First off: introduction to the world of The Iron Thorn, at least as it appears at the beginning of the book. It's a steampunk setting, about 1950. Lovecraft, Massachusetts, is a town run by clockwork - literally. Its four engines beneath the ground keep the city going, and they also help protect its inhabitants from the necrovirus and its evil carriers - the nightjars, ghouls, shoggoths, etc. that lurk in dark alleys and hide beneath the streets. Reason and science reign under the intimidating Proctors; magic and superstition are deemed heretical and punishable by imprisonment in jails or madhouses, burning, or death. Ravens and other spies keep watch over the city's inhabitants to seek out any heretical leanings.

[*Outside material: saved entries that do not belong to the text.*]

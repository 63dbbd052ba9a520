pub mod app;
pub mod common;
pub mod domain;
pub mod io;
pub mod shell;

Now for the plot: Fifteen-year-old Aoife Grayson has a lot to worry about. She's a ward of the state and the only girl at the School of Engineering; her mother's locked in an asylum, her beloved brother - who, in his madness, tried to kill her - is on the run, and her sixteenth birthday is coming up, with the implication that she, too, will go insane. But then she gets a note from Conrad, her brother. "Help. Find the witches' alphabet. Save yourself." So Aoife and her only friend, Cal, escape from the city of Lovecraft to find Conrad in Arkham, a neighboring town that is home to Aoife's ancestral house. With the aid of Dean, a heretical guide they find in the secret marketplace of Lovecraft, the trio sets out to rescue Conrad, discover the mysteries of the Grayson home, and unlock the secrets that the Proctors of Lovecraft have sought to hide for so long.

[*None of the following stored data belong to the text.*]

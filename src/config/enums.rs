//! Configuration enum types.

use crate::draw::{Color, WHITE, name_to_color};
use crate::input::{ColorChoice, ThicknessChoice};
use log::warn;
use schemars::JsonSchema;
use serde::{Deserialize, Serialize};

/// Color setting - either a color name or RGB values.
///
/// # Examples
/// ```toml
/// # Named color
/// default_color = "red"
///
/// # Hex string
/// background = "#202030"
///
/// # Custom RGB color (0-255 per component)
/// default_color = [255, 128, 0]  # Orange
/// ```
#[derive(Debug, Serialize, Deserialize, Clone, PartialEq, Eq, JsonSchema)]
#[serde(untagged)]
pub enum ColorSpec {
    /// Named color (black, white, red, green, blue, yellow), a `#rrggbb` string,
    /// or `rainbow` for the stroke color
    Name(String),
    /// RGB color as [red, green, blue] where each component is 0-255
    Rgb([u8; 3]),
}

impl ColorSpec {
    /// Whether this spec names a concrete color.
    pub fn is_known_color(&self) -> bool {
        match self {
            ColorSpec::Name(name) => name_to_color(name).is_some(),
            ColorSpec::Rgb(_) => true,
        }
    }

    /// Converts the setting to a [`Color`].
    ///
    /// Unknown names (including `rainbow`) default to white with a warning.
    pub fn to_color(&self) -> Color {
        match self {
            ColorSpec::Name(name) => name_to_color(name).unwrap_or_else(|| {
                warn!("Unknown color '{}', using white", name);
                WHITE
            }),
            ColorSpec::Rgb([r, g, b]) => Color::new(*r, *g, *b),
        }
    }

    /// Converts the setting to a stroke color choice.
    ///
    /// `rainbow` enables hue cycling; unknown names fall back to black.
    pub fn to_choice(&self) -> ColorChoice {
        match self {
            ColorSpec::Name(name) => match name_to_color(name) {
                Some(color) => ColorChoice::Explicit(color),
                None => ColorChoice::parse(name),
            },
            ColorSpec::Rgb([r, g, b]) => ColorChoice::Explicit(Color::new(*r, *g, *b)),
        }
    }
}

/// Thickness setting - either a size name or a pixel width.
///
/// # Examples
/// ```toml
/// default_thickness = "thick"
/// default_thickness = 8
/// ```
#[derive(Debug, Serialize, Deserialize, Clone, PartialEq, Eq, JsonSchema)]
#[serde(untagged)]
pub enum ThicknessSpec {
    /// thin (1), regular (3) or thick (5)
    Name(String),
    /// Width in pixels; must be positive
    Pixels(i32),
}

impl ThicknessSpec {
    /// Converts the setting to a thickness choice. Unknown names fall back to regular.
    pub fn to_choice(&self) -> ThicknessChoice {
        match self {
            ThicknessSpec::Name(name) => ThicknessChoice::parse(name),
            ThicknessSpec::Pixels(px) => ThicknessChoice::Pixels(*px),
        }
    }
}

#[cfg(test)]
mod tests {
    use super::*;
    use crate::draw::RED;

    #[test]
    fn rgb_spec_converts_directly() {
        let spec = ColorSpec::Rgb([255, 128, 0]);
        assert_eq!(spec.to_color(), Color::new(255, 128, 0));
        assert_eq!(
            spec.to_choice(),
            ColorChoice::Explicit(Color::new(255, 128, 0))
        );
    }

    #[test]
    fn rainbow_is_a_stroke_choice_only() {
        let spec = ColorSpec::Name("Rainbow".to_string());
        assert_eq!(spec.to_choice(), ColorChoice::Rainbow);
        assert!(!spec.is_known_color());
        assert_eq!(spec.to_color(), WHITE);
    }

    #[test]
    fn named_spec_resolves_case_insensitively() {
        let spec = ColorSpec::Name("RED".to_string());
        assert_eq!(spec.to_color(), RED);
        assert_eq!(spec.to_choice(), ColorChoice::Explicit(RED));
    }

    #[test]
    fn thickness_spec_maps_names_and_pixels() {
        assert_eq!(
            ThicknessSpec::Name("thin".to_string()).to_choice(),
            ThicknessChoice::Thin
        );
        assert_eq!(
            ThicknessSpec::Name("huge".to_string()).to_choice(),
            ThicknessChoice::Regular
        );
        assert_eq!(
            ThicknessSpec::Pixels(7).to_choice(),
            ThicknessChoice::Pixels(7)
        );
    }
}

First off, I expected The Iron Thorn to be a science fiction, dystopian story. To my disappointment, it's actually fantasy, at least in my little categorical world. It is still steampunk, and there are dystopian elements, such as the Proctors who rule Lovecraft with an iron hand and one confrontation that reminded me of a scene in Brave New World (the rest of the book, interestingly enough, reminded me of A Great and Terrible Beauty). Besides this initial disappointment, however, the book was great! For all nearly 500 pages, I was interested and had problems putting the book down. I found out the plot twists when Aoife did, not even a moment sooner. That said, most of the many plot twists made perfect sense, but one or two were like "did the author have this in mind from the beginning? 'Cause there's not any lead up to that..." Another thing that I liked, besides the great storyline, was how it ended. The events of the book were mostly tied up by the conclusion, and a new chapter was opened at the end that will be continued in the next book of the series...which I will be very impatiently awaiting. By the way, I want Aoife's house. It's run by clockwork, has a lot of hidden spaces and tricks, and a large library. It's awesome.

My ARC of The Iron Thorn was received through Random Buzzers, a program of Random House. This book went on sale February 22, 2011.


  1. Great review. I'm relieved that it's a good book and with such a gorgeous cover too! I can't wait to read this one! Just my cup of tea- dystopian, steampunk and fantasy:)

  2. Nicely written review.
    Visiting on the hop from Edge of Escape

  3. Interesting that it's similar to A Great and Terrible Beauty instead of straight up sci-fi (which I was expecting as well). It's not entirely a bad thing for me, since I love fantasy as well, but more sci-fi in YA would be nice. :)

    The setting of this story sounds amazing. I want to read it so badly!

  4. The part that I thought made it like A Great and Terrible Beauty is that there's another world inhabited by rather ambiguous (are they good or evil?) creatures that Aoife starts traveling to, much how the characters of AGandTB travel to another fantasy world. And, in some ways, the worlds are intertwined.